Sur l'escalier, je rencontrai Wemmick, qui redescendait après avoir cogné inutilement avec le dos de son index à ma porte. Je ne l'avais pas vu seul depuis notre désastreuse tentative de fuite, et il était venu dans sa capacité personnelle et privée, me donner quelques mots d'explication au sujet de cette absence prolongée.
«Feu Compeyson, dit Wemmick, avait petit à petit deviné plus de la moitié de la vérité de l'affaire, maintenant accomplie, et c'est d'après les bavardages de quelques uns de ces gens dans l'embarras (il y a toujours quelques uns de ces gens dans l'embarras) que j'ai appris ce que je sais. Je tenais mes oreilles ouvertes, tout en faisant semblant de les tenir fermées, jusqu'à ce que j'eusse entendu dire qu'il était absent, et je pensais que c'était le meilleur moment pour faire votre tentative. Je commence seulement à soupçonner maintenant que c'était une partie de sa politique, en homme très adroit qu'il était, de tromper habituellement ses propres agents.
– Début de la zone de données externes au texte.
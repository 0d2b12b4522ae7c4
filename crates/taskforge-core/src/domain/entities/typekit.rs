//! Typekits: named bundles of exported types plus opaque marshalling rules.

use std::collections::BTreeSet;
use std::path::{Path, PathBuf};
use std::sync::OnceLock;

use regex::Regex;

use crate::domain::{
    entities::types::{TypeDef, TypeRegistry},
    error::DomainError,
    value_objects::TypeName,
};

// ── Typelist ─────────────────────────────────────────────────────────────────

fn declaration_grammar() -> &'static Regex {
    static GRAMMAR: OnceLock<Regex> = OnceLock::new();
    GRAMMAR.get_or_init(|| Regex::new(r"^(\S.*?)(?:\s+(\d+))?$").expect("typelist grammar"))
}

fn corrupt_record() -> &'static Regex {
    static CORRUPT: OnceLock<Regex> = OnceLock::new();
    CORRUPT.get_or_init(|| Regex::new(r"\s+\d+\s+\d+").expect("corruption pattern"))
}

/// The two name sets declared by a typelist file.
///
/// `interface` is always a subset of `all`.
#[derive(Debug, Clone, Default, PartialEq, Eq)]
pub struct Typelist {
    pub all: BTreeSet<TypeName>,
    pub interface: BTreeSet<TypeName>,
}

impl Typelist {
    /// Parse a typelist.
    ///
    /// Each non-blank line is `<type name>` or `<type name> <flag>`, with flag
    /// `0` marking an internal-only type. Names may contain spaces
    /// (`/unsigned char[8] 0`), so the flag is the trailing digit group.
    pub fn parse(text: &str) -> Result<Self, DomainError> {
        let mut list = Typelist::default();
        for raw in text.lines() {
            let line = raw.trim();
            if line.is_empty() {
                continue;
            }
            if corrupt_record().is_match(line) {
                return Err(DomainError::MalformedDeclaration {
                    line: line.to_string(),
                    reason: "wrong type pattern".into(),
                });
            }
            let captures =
                declaration_grammar()
                    .captures(line)
                    .ok_or_else(|| DomainError::MalformedDeclaration {
                        line: line.to_string(),
                        reason: "expected '<type name> [flag]'".into(),
                    })?;

            let name = TypeName::new(&captures[1]);
            let internal = captures.get(2).is_some_and(|flag| flag.as_str() == "0");
            if !internal {
                list.interface.insert(name.clone());
            }
            list.all.insert(name);
        }
        Ok(list)
    }

    /// Serialize back to the typelist format, sorted by name.
    pub fn to_text(&self) -> String {
        let mut out = String::new();
        for name in &self.all {
            out.push_str(name.as_str());
            if !self.interface.contains(name) {
                out.push_str(" 0");
            }
            out.push('\n');
        }
        out
    }

    pub fn internal(&self) -> impl Iterator<Item = &TypeName> {
        self.all.iter().filter(|n| !self.interface.contains(n))
    }
}

// ── Opaques ──────────────────────────────────────────────────────────────────

/// Raw opaque annotation as found in a type descriptor.
#[derive(Debug, Clone, PartialEq, Eq)]
pub struct OpaqueEntry {
    pub name: String,
    pub marshal_as: String,
    /// Colon-separated header list.
    pub includes: String,
    /// `"1"` means a copy is mandatory.
    pub needs_copy: String,
}

/// Marshalling rule for a type the registry cannot introspect.
#[derive(Debug, Clone, PartialEq, Eq)]
pub struct OpaqueDefinition {
    pub type_name: TypeName,
    pub intermediate: TypeName,
    pub needs_copy: bool,
    pub includes: BTreeSet<String>,
}

impl OpaqueDefinition {
    pub fn from_entry(entry: &OpaqueEntry) -> Result<Self, DomainError> {
        Ok(Self {
            type_name: TypeName::parse(&entry.name)?,
            intermediate: TypeName::parse(&entry.marshal_as)?,
            needs_copy: entry.needs_copy == "1",
            includes: entry
                .includes
                .split(':')
                .filter(|s| !s.is_empty())
                .map(str::to_string)
                .collect(),
        })
    }
}

/// Result of parsing a type descriptor document.
#[derive(Debug, Clone, Default)]
pub struct TypekitDescriptor {
    pub registry: TypeRegistry,
    pub opaques: Vec<OpaqueEntry>,
}

// ── Package ──────────────────────────────────────────────────────────────────

/// Installation metadata of a package, as reported by package discovery.
#[derive(Debug, Clone, Default, PartialEq, Eq)]
pub struct PackageInfo {
    pub name: String,
    pub include_dirs: BTreeSet<PathBuf>,
    pub includedir: Option<PathBuf>,
    pub libdir: Option<PathBuf>,
}

// ── Typekit ──────────────────────────────────────────────────────────────────

/// Types exported by one dependency unit, immutable once loaded.
#[derive(Debug, Clone)]
pub struct Typekit {
    name: String,
    package: Option<PackageInfo>,
    registry: TypeRegistry,
    typelist: Typelist,
    opaques: Vec<OpaqueDefinition>,
    opaque_registry: TypeRegistry,
    is_virtual: bool,
}

/// Interface types of the framework's built-in typekit.
pub const RTT_INTERFACE_TYPES: &[&str] = &["/bool", "/double", "/float", "/int32_t"];

/// Name under which the framework's built-in typekit is registered.
pub const RTT_TYPEKIT_NAME: &str = "rtt";

impl Typekit {
    /// Build a typekit from a parsed descriptor and typelist.
    pub fn from_parts(
        name: impl Into<String>,
        package: Option<PackageInfo>,
        descriptor: TypekitDescriptor,
        typelist: Typelist,
    ) -> Result<Self, DomainError> {
        let name = name.into();
        if let Some(stray) = typelist.interface.difference(&typelist.all).next() {
            return Err(DomainError::InconsistentTypekit {
                typekit: name,
                reason: format!("interface type '{}' is not exported", stray),
            });
        }

        let mut typekit = Self {
            name,
            package,
            registry: descriptor.registry,
            typelist,
            opaques: Vec::new(),
            opaque_registry: TypeRegistry::new(),
            is_virtual: false,
        };
        for entry in &descriptor.opaques {
            typekit.register_opaque(OpaqueDefinition::from_entry(entry)?)?;
        }
        Ok(typekit)
    }

    /// The framework's typekit: native numeric and null types only.
    ///
    /// Membership is derived from `registry` instead of a typelist.
    pub fn virtual_rtt(registry: &TypeRegistry) -> Self {
        let all = registry
            .iter()
            .filter(|t| t.is_numeric() || t.is_null())
            .map(|t| t.name().clone())
            .collect();
        let interface = RTT_INTERFACE_TYPES.iter().map(TypeName::new).collect();
        Self {
            name: RTT_TYPEKIT_NAME.to_string(),
            package: None,
            registry: registry.clone(),
            typelist: Typelist { all, interface },
            opaques: Vec::new(),
            opaque_registry: TypeRegistry::new(),
            is_virtual: true,
        }
    }

    /// Register an opaque marshalling rule on a typekit being assembled.
    pub fn with_opaque(mut self, opaque: OpaqueDefinition) -> Result<Self, DomainError> {
        self.register_opaque(opaque)?;
        Ok(self)
    }

    fn register_opaque(&mut self, opaque: OpaqueDefinition) -> Result<(), DomainError> {
        let minimal = self.registry.minimal(&opaque.type_name).map_err(|_| {
            DomainError::InconsistentTypekit {
                typekit: self.name.clone(),
                reason: format!("opaque '{}' is not defined in the registry", opaque.type_name),
            }
        })?;
        self.opaque_registry.merge(&minimal)?;
        self.opaques.retain(|o| o.type_name != opaque.type_name);
        self.opaques.push(opaque);
        Ok(())
    }

    pub fn name(&self) -> &str {
        &self.name
    }

    pub fn registry(&self) -> &TypeRegistry {
        &self.registry
    }

    pub fn typelist(&self) -> &Typelist {
        &self.typelist
    }

    pub fn opaques(&self) -> &[OpaqueDefinition] {
        &self.opaques
    }

    pub fn opaque_registry(&self) -> &TypeRegistry {
        &self.opaque_registry
    }

    pub fn is_virtual(&self) -> bool {
        self.is_virtual
    }

    /// True if this typekit exports `name`.
    pub fn includes(&self, name: &TypeName) -> bool {
        self.typelist.all.contains(name)
    }

    /// True if `name` is exported for use across component boundaries.
    pub fn interface_type(&self, name: &TypeName) -> bool {
        self.typelist.interface.contains(name)
    }

    pub fn has_opaques(&self) -> bool {
        self.registry.iter().any(TypeDef::is_opaque)
    }

    pub fn opaque_for(&self, name: &TypeName) -> Option<&OpaqueDefinition> {
        self.opaques.iter().find(|o| &o.type_name == name)
    }

    pub fn pkg_name(&self) -> Option<&str> {
        self.package.as_ref().map(|p| p.name.as_str())
    }

    /// Package name of the transport plugin built for this typekit.
    pub fn transport_pkg_name(&self, transport: &str) -> Option<String> {
        self.pkg_name()
            .map(|pkg| pkg.replace("typekit", &format!("transport-{}", transport)))
    }

    pub fn include_dirs(&self) -> BTreeSet<PathBuf> {
        self.package
            .as_ref()
            .map(|p| p.include_dirs.clone())
            .unwrap_or_default()
    }

    /// `<includedir>/<name>/types`, if the package has an include dir.
    pub fn types_dir(&self) -> Option<PathBuf> {
        if self.is_virtual {
            return None;
        }
        self.package
            .as_ref()
            .and_then(|p| p.includedir.as_deref())
            .map(|dir| Path::new(dir).join(&self.name).join("types"))
    }

    /// Definitions of every type this typekit exports.
    pub fn self_types(&self) -> Vec<&TypeDef> {
        self.typelist
            .all
            .iter()
            .filter_map(|n| self.registry.get(n).ok())
            .collect()
    }
}

#[cfg(test)]
mod tests {
    use super::*;
    use crate::domain::entities::types::TypeDef;

    #[test]
    fn parse_partitions_interface_and_internal() {
        let list = Typelist::parse("/A\n/B 0\n/C 1").unwrap();
        assert_eq!(list.all.len(), 3);
        assert!(list.interface.contains(&TypeName::new("/A")));
        assert!(!list.interface.contains(&TypeName::new("/B")));
        assert!(list.interface.contains(&TypeName::new("/C")));
    }

    #[test]
    fn parse_accepts_names_with_spaces() {
        let list = Typelist::parse("/unsigned char[8] 0\n/string\n\n").unwrap();
        assert!(list.all.contains(&TypeName::new("/unsigned char[8]")));
        assert_eq!(list.interface.len(), 1);
    }

    #[test]
    fn parse_rejects_two_flag_groups() {
        let err = Typelist::parse("/A\n/B 1 0").unwrap_err();
        assert!(matches!(err, DomainError::MalformedDeclaration { ref line, .. } if line == "/B 1 0"));
    }

    #[test]
    fn to_text_preserves_partition() {
        let list = Typelist::parse("/C 1\n/A\n/B 0").unwrap();
        let text = list.to_text();
        assert_eq!(text, "/A\n/B 0\n/C\n");
        assert_eq!(Typelist::parse(&text).unwrap(), list);
    }

    fn descriptor() -> TypekitDescriptor {
        let mut registry = TypeRegistry::with_standard_types();
        registry.add(TypeDef::opaque("/base/Matrix")).unwrap();
        registry
            .add(TypeDef::compound("/wrappers/Matrix", &[("data", "/double")]))
            .unwrap();
        TypekitDescriptor {
            registry,
            opaques: vec![OpaqueEntry {
                name: "/base/Matrix".into(),
                marshal_as: "/wrappers/Matrix".into(),
                includes: "base/Matrix.hpp:wrappers/Matrix.hpp".into(),
                needs_copy: "1".into(),
            }],
        }
    }

    #[test]
    fn from_parts_loads_opaques() {
        let package = PackageInfo {
            name: "base-typekit-gnulinux".into(),
            includedir: Some(PathBuf::from("/opt/include")),
            ..Default::default()
        };
        let typekit = Typekit::from_parts(
            "base",
            Some(package),
            descriptor(),
            Typelist::parse("/base/Matrix\n/wrappers/Matrix 0").unwrap(),
        )
        .unwrap();

        let opaque = typekit.opaque_for(&TypeName::new("/base/Matrix")).unwrap();
        assert!(opaque.needs_copy);
        assert_eq!(opaque.includes.len(), 2);
        assert!(typekit.has_opaques());
        assert!(typekit.opaque_registry().contains(&TypeName::new("/base/Matrix")));
        assert_eq!(
            typekit.transport_pkg_name("corba").as_deref(),
            Some("base-transport-corba-gnulinux")
        );
        assert_eq!(
            typekit.types_dir(),
            Some(PathBuf::from("/opt/include/base/types"))
        );
        assert_eq!(typekit.self_types().len(), 2);
    }

    #[test]
    fn from_parts_rejects_unexported_interface_types() {
        let typelist = Typelist {
            all: BTreeSet::new(),
            interface: [TypeName::new("/A")].into_iter().collect(),
        };
        assert!(Typekit::from_parts("bad", None, TypekitDescriptor::default(), typelist).is_err());
    }

    #[test]
    fn rtt_typekit_derives_its_own_membership() {
        let typekit = Typekit::virtual_rtt(&TypeRegistry::with_standard_types());
        assert!(typekit.is_virtual());
        assert!(typekit.pkg_name().is_none());
        assert!(typekit.include_dirs().is_empty());
        assert!(typekit.types_dir().is_none());
        assert!(typekit.includes(&TypeName::new("/int64_t")));
        assert!(typekit.includes(&TypeName::new("/void")));
        assert!(!typekit.includes(&TypeName::new("/std/string")));
        assert!(typekit.interface_type(&TypeName::new("/double")));
        assert!(!typekit.interface_type(&TypeName::new("/int64_t")));
    }
}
Vous ne me blâmez pas, j'espère, monsieur Pip; j'ai essayé de vous servir, et de tout mon cœur.
—Je suis aussi certain de cela, Wemmick, que vous pouvez l'être, et je vous remercie bien vivement de tout l'intérêt et de toute l'amitié que vous me portez.
—Je vous remercie, je vous remercie beaucoup. C'est une mauvaise besogne, dit Wemmick en se grattant la tête, et je vous assure que je n'avais pas été joué ainsi depuis longtemps. Ce que je regrette surtout, c'est le sacrifice de tant de valeurs portatives, mon Dieu!
—Eh moi, Wemmick, je pense au pauvre possesseur de ces valeurs.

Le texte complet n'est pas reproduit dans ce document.